• _AIM OF THE EXERCISE_: Return only the stretch of the material below that begins with the line containing "pub fn warning(text: impl" and ends with the line containing "self.range.start_column, self.severity, self.text", exactly; both of those lines belong to it.

-------- DATA EXTRACT

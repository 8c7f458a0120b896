//! Session error types.
//!
//! Only infrastructure failures are errors. A compile that the pipeline
//! rejected is stored as a `Failed` result and returned as `Ok`.

use scriptc_core::{CoreError, SourceId};

use crate::pipeline::PipelineError;

/// Errors returned by [`CompilationSession`](crate::CompilationSession).
///
/// Every operation that returns an error leaves the registry exactly as it
/// was before the call.
#[derive(Debug, thiserror::Error)]
pub enum SessionError {
    /// The pipeline could not produce any result.
    #[error(transparent)]
    Compile(#[from] PipelineError),

    /// The operation needs a prior compile of this source.
    #[error("no compilation result for source '{0}'")]
    NoPriorResult(SourceId),

    /// Another compile of the same source has not finished yet.
    #[error("compile already in progress for source '{0}'")]
    CompileInProgress(SourceId),

    /// The pipeline reported success without producing an artifact.
    #[error("pipeline reported success for '{0}' but produced no artifact")]
    MissingArtifact(SourceId),

    /// Malformed diagnostic range or invalid selection index.
    #[error(transparent)]
    Core(#[from] CoreError),
}
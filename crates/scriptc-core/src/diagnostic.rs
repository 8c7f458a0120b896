//! Diagnostic messages reported by a compiler pipeline.

use std::fmt;

use serde::Serialize;

use crate::range::SourceRange;

/// Severity of a compiler-reported issue.
#[derive(Debug, Clone, Copy, PartialEq, Eq, Hash, Serialize)]
#[serde(rename_all = "lowercase")]
pub enum Severity {
    Error,
    Warning,
    Info,
}

impl fmt::Display for Severity {
    fn fmt(&self, f: &mut fmt::Formatter<'_>) -> fmt::Result {
        let label = match self {
            Severity::Error => "error",
            Severity::Warning => "warning",
            Severity::Info => "info",
        };
        f.write_str(label)
    }
}

/// One compiler-reported issue, anchored to a range of the compiled text.
///
/// Messages have no identity beyond their content: two compiles of the same
/// text produce equal, but distinct, instances.
#[derive(Debug, Clone, PartialEq, Eq, Hash, Serialize)]
pub struct DiagnosticMessage {
    pub severity: Severity,
    pub text: String,
    pub range: SourceRange,
}

impl DiagnosticMessage {
    pub fn new(severity: Severity, text: impl Into<String>, range: SourceRange) -> Self {
        DiagnosticMessage {
            severity,
            text: text.into(),
            range,
        }
    }

    pub fn error(text: impl Into<String>, range: SourceRange) -> Self {
        Self::new(Severity::Error, text, range)
    }

    pub fn warning(text: impl Into<String>, range: SourceRange) -> Self {
        Self::new(Severity::Warning, text, range)
    }

    pub fn info(text: impl Into<String>, range: SourceRange) -> Self {
        Self::new(Severity::Info, text, range)
    }
}

impl fmt::Display for DiagnosticMessage {
    fn fmt(&self, f: &mut fmt::Formatter<'_>) -> fmt::Result {
        write!(
            f,
            "{}:{}: {}: {}",
            self.range.start_line, self.range.start_column, self.severity, self.text
        )
    }
}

----------------

• _RESPONSE TO THIS TASK_:
    pub fn warning(text: impl Into<String>, range: SourceRange) -> Self {
        Self::new(Severity::Warning, text, range)
    }

    pub fn info(text: impl Into<String>, range: SourceRange) -> Self {
        Self::new(Severity::Info, text, range)
    }
}

impl fmt::Display for DiagnosticMessage {
    fn fmt(&self, f: &mut fmt::Formatter<'_>) -> fmt::Result {
        write!(
            f,
            "{}:{}: {}: {}",
            self.range.start_line, self.range.start_column, self.severity, self.text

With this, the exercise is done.